[Data entries]
· · ·

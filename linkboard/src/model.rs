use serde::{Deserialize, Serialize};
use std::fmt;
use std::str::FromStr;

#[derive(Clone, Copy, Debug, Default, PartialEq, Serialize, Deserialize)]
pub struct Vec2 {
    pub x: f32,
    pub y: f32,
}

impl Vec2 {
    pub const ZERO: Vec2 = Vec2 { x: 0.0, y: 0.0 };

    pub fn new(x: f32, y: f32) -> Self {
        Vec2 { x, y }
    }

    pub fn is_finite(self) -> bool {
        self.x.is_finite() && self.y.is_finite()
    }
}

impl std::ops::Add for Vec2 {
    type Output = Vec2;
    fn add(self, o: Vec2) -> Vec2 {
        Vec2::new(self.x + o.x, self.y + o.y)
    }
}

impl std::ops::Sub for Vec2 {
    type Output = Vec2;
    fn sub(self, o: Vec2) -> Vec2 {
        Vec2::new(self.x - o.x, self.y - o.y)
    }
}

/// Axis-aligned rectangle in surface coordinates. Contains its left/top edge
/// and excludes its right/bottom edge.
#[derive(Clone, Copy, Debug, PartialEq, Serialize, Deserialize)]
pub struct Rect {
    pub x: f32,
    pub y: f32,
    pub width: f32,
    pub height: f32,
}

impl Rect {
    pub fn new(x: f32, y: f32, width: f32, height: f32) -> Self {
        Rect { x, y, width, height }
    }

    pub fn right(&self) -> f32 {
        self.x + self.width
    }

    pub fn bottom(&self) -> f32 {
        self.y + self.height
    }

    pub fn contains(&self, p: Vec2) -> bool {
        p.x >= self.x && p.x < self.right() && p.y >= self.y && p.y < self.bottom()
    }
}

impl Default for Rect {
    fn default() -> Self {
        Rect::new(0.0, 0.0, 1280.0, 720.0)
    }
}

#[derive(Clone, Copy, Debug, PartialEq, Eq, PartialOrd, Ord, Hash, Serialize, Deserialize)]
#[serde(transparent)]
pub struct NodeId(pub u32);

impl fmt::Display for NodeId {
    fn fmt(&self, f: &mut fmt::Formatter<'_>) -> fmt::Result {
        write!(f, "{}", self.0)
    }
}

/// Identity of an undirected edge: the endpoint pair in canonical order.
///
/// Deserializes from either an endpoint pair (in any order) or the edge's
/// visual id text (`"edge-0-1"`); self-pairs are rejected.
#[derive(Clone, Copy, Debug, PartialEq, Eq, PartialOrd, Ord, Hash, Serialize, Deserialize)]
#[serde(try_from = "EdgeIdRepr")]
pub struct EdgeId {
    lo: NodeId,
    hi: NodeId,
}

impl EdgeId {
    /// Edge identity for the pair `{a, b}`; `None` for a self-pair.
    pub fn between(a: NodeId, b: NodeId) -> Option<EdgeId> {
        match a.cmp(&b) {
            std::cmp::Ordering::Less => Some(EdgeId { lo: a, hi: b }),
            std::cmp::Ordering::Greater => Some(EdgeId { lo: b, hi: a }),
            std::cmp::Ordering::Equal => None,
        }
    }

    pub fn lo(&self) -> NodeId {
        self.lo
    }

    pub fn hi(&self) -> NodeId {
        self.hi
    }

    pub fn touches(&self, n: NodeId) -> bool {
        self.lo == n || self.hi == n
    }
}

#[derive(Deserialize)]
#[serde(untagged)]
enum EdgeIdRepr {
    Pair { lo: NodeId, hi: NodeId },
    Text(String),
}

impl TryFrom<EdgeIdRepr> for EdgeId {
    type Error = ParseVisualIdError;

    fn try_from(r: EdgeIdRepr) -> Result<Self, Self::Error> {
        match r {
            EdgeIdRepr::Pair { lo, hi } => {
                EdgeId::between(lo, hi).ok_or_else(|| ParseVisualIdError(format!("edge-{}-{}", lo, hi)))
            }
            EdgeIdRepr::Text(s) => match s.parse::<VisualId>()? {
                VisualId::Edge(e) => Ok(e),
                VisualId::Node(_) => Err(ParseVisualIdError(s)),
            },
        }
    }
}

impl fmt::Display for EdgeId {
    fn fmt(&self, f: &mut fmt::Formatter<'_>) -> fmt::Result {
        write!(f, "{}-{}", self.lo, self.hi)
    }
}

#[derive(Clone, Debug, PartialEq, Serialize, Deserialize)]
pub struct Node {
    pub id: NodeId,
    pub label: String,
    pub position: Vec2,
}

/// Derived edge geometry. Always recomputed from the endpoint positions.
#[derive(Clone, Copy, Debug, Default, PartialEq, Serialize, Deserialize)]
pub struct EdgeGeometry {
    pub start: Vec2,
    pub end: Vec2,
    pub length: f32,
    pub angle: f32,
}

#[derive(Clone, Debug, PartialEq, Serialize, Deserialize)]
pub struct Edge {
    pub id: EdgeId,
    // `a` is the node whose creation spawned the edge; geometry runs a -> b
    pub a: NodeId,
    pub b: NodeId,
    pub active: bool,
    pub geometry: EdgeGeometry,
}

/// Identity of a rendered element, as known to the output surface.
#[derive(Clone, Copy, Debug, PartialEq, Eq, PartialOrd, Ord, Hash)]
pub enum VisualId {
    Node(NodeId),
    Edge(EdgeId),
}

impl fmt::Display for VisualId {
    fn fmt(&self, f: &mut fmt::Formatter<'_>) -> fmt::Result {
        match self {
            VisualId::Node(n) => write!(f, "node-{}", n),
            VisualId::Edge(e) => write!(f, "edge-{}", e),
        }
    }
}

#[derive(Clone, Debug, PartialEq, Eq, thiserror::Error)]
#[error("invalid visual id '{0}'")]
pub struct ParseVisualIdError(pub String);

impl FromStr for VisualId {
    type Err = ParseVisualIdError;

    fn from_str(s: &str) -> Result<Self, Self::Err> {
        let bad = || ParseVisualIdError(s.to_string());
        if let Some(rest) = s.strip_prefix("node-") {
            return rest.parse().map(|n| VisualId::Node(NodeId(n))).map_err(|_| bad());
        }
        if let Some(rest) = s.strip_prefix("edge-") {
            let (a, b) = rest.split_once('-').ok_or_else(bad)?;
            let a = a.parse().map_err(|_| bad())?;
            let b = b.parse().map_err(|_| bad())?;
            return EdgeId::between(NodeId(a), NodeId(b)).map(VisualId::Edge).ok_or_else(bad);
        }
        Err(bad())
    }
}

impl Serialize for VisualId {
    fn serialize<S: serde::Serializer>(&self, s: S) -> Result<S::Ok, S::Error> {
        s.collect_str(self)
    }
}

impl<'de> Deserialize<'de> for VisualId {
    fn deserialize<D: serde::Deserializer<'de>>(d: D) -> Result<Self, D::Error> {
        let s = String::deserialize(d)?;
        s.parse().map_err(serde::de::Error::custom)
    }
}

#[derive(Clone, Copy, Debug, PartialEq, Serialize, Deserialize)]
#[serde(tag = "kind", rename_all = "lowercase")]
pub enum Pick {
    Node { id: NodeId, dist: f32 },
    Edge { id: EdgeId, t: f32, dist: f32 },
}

· · ·

# EXERCISE BRIEF
Among the records above, extract exactly the lines from the line with "pub fn new(x: f32, y: f32, width: f32, height: f32)" to the line with "impl fmt::Display for NodeId", both lines included, and leave out the rest.

# RESPONSE TO THE EXERCISE
    pub fn new(x: f32, y: f32, width: f32, height: f32) -> Self {
        Rect { x, y, width, height }
    }

    pub fn right(&self) -> f32 {
        self.x + self.width
    }

    pub fn bottom(&self) -> f32 {
        self.y + self.height
    }

    pub fn contains(&self, p: Vec2) -> bool {
        p.x >= self.x && p.x < self.right() && p.y >= self.y && p.y < self.bottom()
    }
}

impl Default for Rect {
    fn default() -> Self {
        Rect::new(0.0, 0.0, 1280.0, 720.0)
    }
}

#[derive(Clone, Copy, Debug, PartialEq, Eq, PartialOrd, Ord, Hash, Serialize, Deserialize)]
#[serde(transparent)]
pub struct NodeId(pub u32);

impl fmt::Display for NodeId {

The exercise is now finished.